Inferning networks for graph partitioning
Date
Authors
ORCID
Journal Title
Journal ISSN
Volume Title
Publisher
DOI
Abstract
Image analysis, pattern recognition, and computer vision pose very interesting and challenging problems, especially in this time when billions of images are generated and uploaded every single day. In many computer vision systems, segmentation often is the first step in which it localizes the objects presented in the image by partitioning the image into meaningful segments.
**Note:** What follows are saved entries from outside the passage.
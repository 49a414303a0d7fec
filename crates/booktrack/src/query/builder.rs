//! Builds a [`QuerySpec`] from [`QueryParams`].

use tracing::debug;

use super::params::QueryParams;
use super::spec::{Predicate, QuerySpec, SortField, SortOrder, SortSpec, TextField};
use crate::config::QueryConfig;

/// Turns filter/sort parameters into a canonical [`QuerySpec`].
///
/// The builder holds only its defaults; `build` is a pure function of the
/// parameters, so equal inputs give equal (and identically serialized) specs.
#[derive(Debug, Clone)]
pub struct QueryBuilder {
    default_sort_by: SortField,
    default_sort_order: SortOrder,
}

impl Default for QueryBuilder {
    fn default() -> Self {
        Self::new(&QueryConfig::default())
    }
}

impl QueryBuilder {
    pub fn new(config: &QueryConfig) -> Self {
        Self {
            default_sort_by: config.sort_field(),
            default_sort_order: config.sort_order(),
        }
    }

    pub fn build(&self, params: &QueryParams) -> QuerySpec {
        // predicate order is fixed: search, status, genre, yearFrom, yearTo
        let mut filter = Vec::new();

        if let Some(text) = non_blank(params.search.as_deref()) {
            filter.push(Predicate::AnyOf {
                predicates: [TextField::Title, TextField::Author, TextField::Genre]
                    .into_iter()
                    .map(|field| Predicate::contains(field, text))
                    .collect(),
            });
        }
        if let Some(status) = params.status {
            filter.push(Predicate::StatusEq { status });
        }
        if let Some(text) = non_blank(params.genre.as_deref()) {
            filter.push(Predicate::contains(TextField::Genre, text));
        }
        if let Some(year) = params.year_from {
            filter.push(Predicate::YearAtLeast { year });
        }
        if let Some(year) = params.year_to {
            filter.push(Predicate::YearAtMost { year });
        }

        let field = match params.sort_by.as_deref() {
            None => self.default_sort_by,
            Some(name) => SortField::parse(name.trim()).unwrap_or_else(|| {
                debug!(sort_by = name, "Unknown sort field, using default");
                self.default_sort_by
            }),
        };
        let order = params
            .sort_order
            .as_deref()
            .map(|literal| SortOrder::from_literal(literal.trim()))
            .unwrap_or(self.default_sort_order);

        let spec = QuerySpec {
            filter,
            sort: SortSpec { field, order },
        };
        debug!(predicates = spec.filter.len(), sort = ?spec.sort, "Built query spec");
        spec
    }
}

fn non_blank(text: Option<&str>) -> Option<&str> {
    text.map(str::trim).filter(|t| !t.is_empty())
}

#[cfg(test)]
mod tests {
    use super::*;
    use crate::model::{BookFields, BookRecord, ReadingStatus};
    use chrono::{TimeZone, Utc};
    use uuid::Uuid;

    fn book(title: &str, author: &str, genre: &str, year: i32) -> BookRecord {
        BookRecord::from_fields(
            Uuid::new_v4(),
            BookFields::new(title, author, genre, year),
            Utc.with_ymd_and_hms(2024, 1, 1, 0, 0, 0).unwrap(),
        )
    }

    fn build(params: QueryParams) -> QuerySpec {
        QueryBuilder::default().build(&params)
    }

    #[test]
    fn test_no_params_means_no_filter_and_default_sort() {
        let spec = build(QueryParams::new());
        assert!(spec.filter.is_empty());
        assert_eq!(
            spec.sort,
            SortSpec {
                field: SortField::CreatedAt,
                order: SortOrder::Desc
            }
        );
    }

    #[test]
    fn test_search_matches_title_author_or_genre() {
        let spec = build(QueryParams::new().search("smith"));

        assert!(spec.matches(&book("Wealth of Nations", "John Smith", "Economics", 1776)));
        assert!(spec.matches(&book("The Smiths", "Anon", "Music", 2001)));
        assert!(spec.matches(&book("Forging", "Anon", "Blacksmithing", 1990)));
        assert!(!spec.matches(&book("Ulysses", "Jones", "Novel", 1922)));
    }

    #[test]
    fn test_search_ignores_case() {
        let spec = build(QueryParams::new().search("SmItH"));
        assert!(spec.matches(&book("Wealth", "John Smith", "Economics", 1776)));
    }

    #[test]
    fn test_blank_search_is_no_constraint() {
        assert!(build(QueryParams::new().search("   ")).filter.is_empty());
    }

    #[test]
    fn test_year_range_is_inclusive() {
        let spec = build(QueryParams::new().year_from(2000).year_to(2010));

        assert!(!spec.matches(&book("A", "B", "C", 1999)));
        assert!(spec.matches(&book("A", "B", "C", 2000)));
        assert!(spec.matches(&book("A", "B", "C", 2005)));
        assert!(spec.matches(&book("A", "B", "C", 2010)));
        assert!(!spec.matches(&book("A", "B", "C", 2011)));
    }

    #[test]
    fn test_either_year_bound_alone() {
        let from = build(QueryParams::new().year_from(2000));
        assert_eq!(from.filter, vec![Predicate::YearAtLeast { year: 2000 }]);

        let to = build(QueryParams::new().year_to(2010));
        assert_eq!(to.filter, vec![Predicate::YearAtMost { year: 2010 }]);
    }

    #[test]
    fn test_inverted_year_range_matches_nothing() {
        let spec = build(QueryParams::new().year_from(2010).year_to(2000));
        assert!(!spec.matches(&book("A", "B", "C", 2005)));
    }

    #[test]
    fn test_filters_combine_with_and() {
        let spec = build(
            QueryParams::new()
                .status(ReadingStatus::Reading)
                .genre("FANTASY")
                .year_from(1950),
        );

        let mut hobbit = book("The Hobbit", "Tolkien", "Fantasy", 1937);
        hobbit.status = ReadingStatus::Reading;
        let mut earthsea = book("A Wizard of Earthsea", "Le Guin", "Fantasy", 1968);
        earthsea.status = ReadingStatus::Reading;
        let unread = book("The Last Unicorn", "Beagle", "Dark Fantasy", 1968);

        assert!(!spec.matches(&hobbit));
        assert!(spec.matches(&earthsea));
        assert!(!spec.matches(&unread));
    }

    #[test]
    fn test_unknown_sort_field_falls_back_to_created_at_desc() {
        let spec = build(QueryParams::new().sort_by("popularity"));
        assert_eq!(spec.sort.field, SortField::CreatedAt);
        assert_eq!(spec.sort.order, SortOrder::Desc);
    }

    #[test]
    fn test_explicit_sort() {
        let spec = build(QueryParams::new().sort_by("year").sort_order("asc"));
        assert_eq!(
            spec.sort,
            SortSpec {
                field: SortField::Year,
                order: SortOrder::Asc
            }
        );
    }

    #[test]
    fn test_unknown_sort_order_is_ascending() {
        let spec = build(QueryParams::new().sort_order("newest"));
        assert_eq!(spec.sort.order, SortOrder::Asc);
    }

    #[test]
    fn test_configured_defaults_are_used() {
        let config = QueryConfig {
            default_sort_by: "title".into(),
            default_sort_order: "asc".into(),
        };
        let builder = QueryBuilder::new(&config);

        let spec = builder.build(&QueryParams::new());
        assert_eq!(spec.sort.field, SortField::Title);
        assert_eq!(spec.sort.order, SortOrder::Asc);

        // unknown names fall back to the configured default, not createdAt
        let spec = builder.build(&QueryParams::new().sort_by("nope"));
        assert_eq!(spec.sort.field, SortField::Title);
    }

    #[test]
    fn test_build_is_deterministic() {
        let params = QueryParams::new()
            .search("Le Guin")
            .status(ReadingStatus::Read)
            .genre("fantasy")
            .year_from(1960)
            .year_to(1980)
            .sort_by("rating")
            .sort_order("desc");
        let builder = QueryBuilder::default();

        let first = serde_json::to_string(&builder.build(&params)).unwrap();
        let second = serde_json::to_string(&builder.build(&params)).unwrap();
        let fresh = serde_json::to_string(&QueryBuilder::default().build(&params)).unwrap();

        assert_eq!(first, second);
        assert_eq!(first, fresh);
    }

    #[test]
    fn test_needles_are_stored_lowercase() {
        let spec = build(QueryParams::new().genre("  Science Fiction "));
        assert_eq!(
            spec.filter,
            vec![Predicate::Contains {
                field: TextField::Genre,
                needle: "science fiction".into()
            }]
        );
    }
}
//! # Field Validation
//!
//! Turns the loosely-typed input an HTTP layer receives into typed, trimmed
//! [`BookFields`]. Validation is a pure function of the input map.
//!
//! ## Input
//!
//! A [`RawFields`] map of field name to JSON value. `null` and absent keys mean
//! the same thing. Unknown keys are ignored, so a client may post back a whole
//! record (with `id`, `createdAt`, ...) without tripping validation.
//!
//! ## Rules
//!
//! | Field | Accepts | Rejects |
//! |-------|---------|---------|
//! | `title`, `author`, `genre` | text or number, trimmed, required | blank, bool, array, object |
//! | `isbn`, `description`, `coverImageUrl` | text or number, trimmed; blank → absent | bool, array, object |
//! | `year` | integer or integer string, required | fractions, non-numeric text |
//! | `pageCount`, `currentPage` | non-negative integer | negatives, non-numeric |
//! | `rating` | integer 1..=5 | anything outside the range |
//! | `startDate`, `finishDate`, `publicationDate` | RFC 3339, `YYYY-MM-DD`, `YYYY-MM`, `YYYY` | anything else |
//! | `status` | `to-read`, `reading`, `read`; absent → `to-read` | other literals |
//!
//! Failures are collected rather than short-circuited, so the caller gets one
//! [`FieldError`] per bad field.

use chrono::{DateTime, NaiveDate, Utc};
use serde_json::{Map, Value};

use crate::error::{BookError, FieldError, Result};
use crate::model::{BookFields, ReadingStatus};
use crate::transition::StatusChange;

pub type RawFields = Map<String, Value>;

/// Validates a full field set for create or whole-record replacement.
pub fn validate_fields(raw: &RawFields) -> Result<BookFields> {
    let mut reader = FieldReader::new(raw);

    let title = reader.required_text("title");
    let author = reader.required_text("author");
    let genre = reader.required_text("genre");
    let year = reader.required_year("year");
    let status = reader.status("status");
    let isbn = reader.optional_text("isbn");
    let description = reader.optional_text("description");
    let cover_image_url = reader.optional_text("coverImageUrl");
    let page_count = reader.count("pageCount");
    let current_page = reader.count("currentPage");
    let rating = reader.rating("rating");
    let start_date = reader.date("startDate");
    let finish_date = reader.date("finishDate");
    let publication_date = reader.date("publicationDate");

    let (Some(title), Some(author), Some(genre), Some(year)) = (title, author, genre, year) else {
        // a missing required value always left a failure behind
        return Err(reader.into_error());
    };
    reader.finish()?;

    Ok(BookFields {
        title,
        author,
        genre,
        year,
        status: status.unwrap_or_default(),
        isbn,
        description,
        cover_image_url,
        page_count,
        current_page: current_page.unwrap_or(0),
        rating,
        start_date,
        finish_date,
        publication_date,
    })
}

/// Validates the input of a status change: a required `status` and optional
/// explicit `startDate` / `finishDate`.
pub fn validate_status_change(raw: &RawFields) -> Result<StatusChange> {
    let mut reader = FieldReader::new(raw);
    let status = reader.status("status");
    if status.is_none() && reader.is_absent("status") {
        reader.fail("status", "is required");
    }
    let start_date = reader.date("startDate");
    let finish_date = reader.date("finishDate");
    reader.finish()?;

    Ok(StatusChange {
        status: status.unwrap_or_default(),
        start_date,
        finish_date,
    })
}

/// Reads `currentPage` as a signed integer. The range check belongs to
/// [`crate::transition::TransitionEngine::set_progress`].
pub fn validate_progress(raw: &RawFields) -> Result<i64> {
    let mut reader = FieldReader::new(raw);
    let page = reader.integer("currentPage");
    if page.is_none() && reader.is_absent("currentPage") {
        reader.fail("currentPage", "is required");
    }
    reader.finish()?;
    Ok(page.unwrap_or_default())
}

/// Parses a calendar date in any of the accepted forms.
///
/// Partial dates resolve to the first day of the period at midnight UTC.
pub fn parse_date(text: &str) -> Option<DateTime<Utc>> {
    let text = text.trim();
    if let Ok(dt) = DateTime::parse_from_rfc3339(text) {
        return Some(dt.with_timezone(&Utc));
    }
    let parts: Vec<&str> = text.split('-').collect();
    let (year, month, day) = match parts.as_slice() {
        [y] if digits(y, 4) => (*y, "1", "1"),
        [y, m] if digits(y, 4) && digits(m, 2) => (*y, *m, "1"),
        [y, m, d] if digits(y, 4) && digits(m, 2) && digits(d, 2) => (*y, *m, *d),
        _ => return None,
    };
    let date = NaiveDate::from_ymd_opt(year.parse().ok()?, month.parse().ok()?, day.parse().ok()?)?;
    date.and_hms_opt(0, 0, 0).map(|naive| naive.and_utc())
}

/// Exactly `len` ASCII digits.
fn digits(text: &str, len: usize) -> bool {
    text.len() == len && text.bytes().all(|b| b.is_ascii_digit())
}

struct FieldReader<'a> {
    raw: &'a RawFields,
    errors: Vec<FieldError>,
}

impl<'a> FieldReader<'a> {
    fn new(raw: &'a RawFields) -> Self {
        Self {
            raw,
            errors: Vec::new(),
        }
    }

    fn fail(&mut self, field: &str, reason: impl Into<String>) {
        self.errors.push(FieldError::new(field, reason));
    }

    fn finish(self) -> Result<()> {
        if self.errors.is_empty() {
            Ok(())
        } else {
            Err(self.into_error())
        }
    }

    fn into_error(self) -> BookError {
        self.errors.into()
    }

    /// The raw value, with `null` folded into absence.
    fn value(&self, field: &str) -> Option<&'a Value> {
        self.raw.get(field).filter(|v| !v.is_null())
    }

    fn is_absent(&self, field: &str) -> bool {
        match self.value(field) {
            None => true,
            Some(Value::String(s)) => s.trim().is_empty(),
            Some(_) => false,
        }
    }

    fn text(&mut self, field: &str) -> Option<String> {
        let text = match self.value(field)? {
            Value::String(s) => s.trim().to_string(),
            Value::Number(n) => n.to_string(),
            _ => {
                self.fail(field, "must be text");
                return None;
            }
        };
        if text.is_empty() {
            None
        } else {
            Some(text)
        }
    }

    fn optional_text(&mut self, field: &str) -> Option<String> {
        self.text(field)
    }

    fn required_text(&mut self, field: &str) -> Option<String> {
        let before = self.errors.len();
        let text = self.text(field);
        if text.is_none() && self.errors.len() == before {
            self.fail(field, "is required");
        }
        text
    }

    fn integer(&mut self, field: &str) -> Option<i64> {
        match self.value(field)? {
            Value::Number(n) => match n.as_i64() {
                Some(i) => Some(i),
                None => {
                    self.fail(field, format!("'{}' is not an integer", n));
                    None
                }
            },
            Value::String(s) => {
                let s = s.trim();
                if s.is_empty() {
                    return None;
                }
                match s.parse::<i64>() {
                    Ok(i) => Some(i),
                    Err(_) => {
                        self.fail(field, format!("'{}' is not a number", s));
                        None
                    }
                }
            }
            _ => {
                self.fail(field, "must be a number");
                None
            }
        }
    }

    fn required_year(&mut self, field: &str) -> Option<i32> {
        let before = self.errors.len();
        let Some(year) = self.integer(field) else {
            if self.errors.len() == before {
                self.fail(field, "is required");
            }
            return None;
        };
        match i32::try_from(year) {
            Ok(year) => Some(year),
            Err(_) => {
                self.fail(field, format!("{} is out of range", year));
                None
            }
        }
    }

    fn count(&mut self, field: &str) -> Option<u32> {
        let value = self.integer(field)?;
        if value < 0 {
            self.fail(field, "must not be negative");
            return None;
        }
        match u32::try_from(value) {
            Ok(count) => Some(count),
            Err(_) => {
                self.fail(field, format!("{} is too large", value));
                None
            }
        }
    }

    fn rating(&mut self, field: &str) -> Option<u8> {
        let value = self.integer(field)?;
        if (1..=5).contains(&value) {
            // in range, cannot truncate
            Some(value as u8)
        } else {
            self.fail(field, "must be between 1 and 5");
            None
        }
    }

    fn date(&mut self, field: &str) -> Option<DateTime<Utc>> {
        match self.value(field)? {
            Value::String(s) if s.trim().is_empty() => None,
            Value::String(s) => match parse_date(s) {
                Some(date) => Some(date),
                None => {
                    self.fail(field, format!("'{}' is not a valid date", s.trim()));
                    None
                }
            },
            _ => {
                self.fail(field, "must be a date string");
                None
            }
        }
    }

    fn status(&mut self, field: &str) -> Option<ReadingStatus> {
        match self.value(field)? {
            Value::String(s) if s.trim().is_empty() => None,
            Value::String(s) => match s.trim().parse::<ReadingStatus>() {
                Ok(status) => Some(status),
                Err(_) => {
                    self.fail(
                        field,
                        format!("'{}' is not one of to-read, reading, read", s.trim()),
                    );
                    None
                }
            },
            _ => {
                self.fail(field, "must be text");
                None
            }
        }
    }
}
More precisely, image segmentation is the task of assigning discrete labels to pixels, where the label represents the segment (or cluster) to which a pixel belongs. We express an image as a graphical model, also known as an affinity graph, whose vertices denote pixels or regions and whose edges denote adjacency. Each edge in the affinity graph has a weight that quantifies the similarity between the adjoining vertices. To partition the graph, we select a threshold and discard all edges with weights below the threshold and then form segments as path-connected regions. We can define an energy function of a segmentation by adding up the weights of all edges between different segments, which is referred to as the correlation clustering energy. Partitioning the graph to obtain a segmentation is seen as inference in a graphical model and can be formulated as the minimization of the energy function over all possible segmentations, an NP-hard problem. We train a deep neural network to produce the affinity graph, whose segmentation minimizes a natural learning objective called the Rand error. For a graph with a ground truth segmentation, the Rand error measures the pairwise misclassification error between a predicted segmentation and the ground truth segmentation over all possible vertex pairs. We describe an efficient mini-batch learning algorithm based on Kruskal’s algorithm and discuss two formulations of the loss function and two graph encoding schemes used in training the neural net. We present a novel concept, namely that during the training process we select the optimal threshold that minimizes the correlation clustering energy function over a restricted set of segmentations given by different thresholds. We present experiments on a synthetic dataset that illustrate that adding this extra inference step to the training of the neural net causes it to learn different affinities that lead to a 5% reduction in the Rand error on a validation set of similar synthetic images.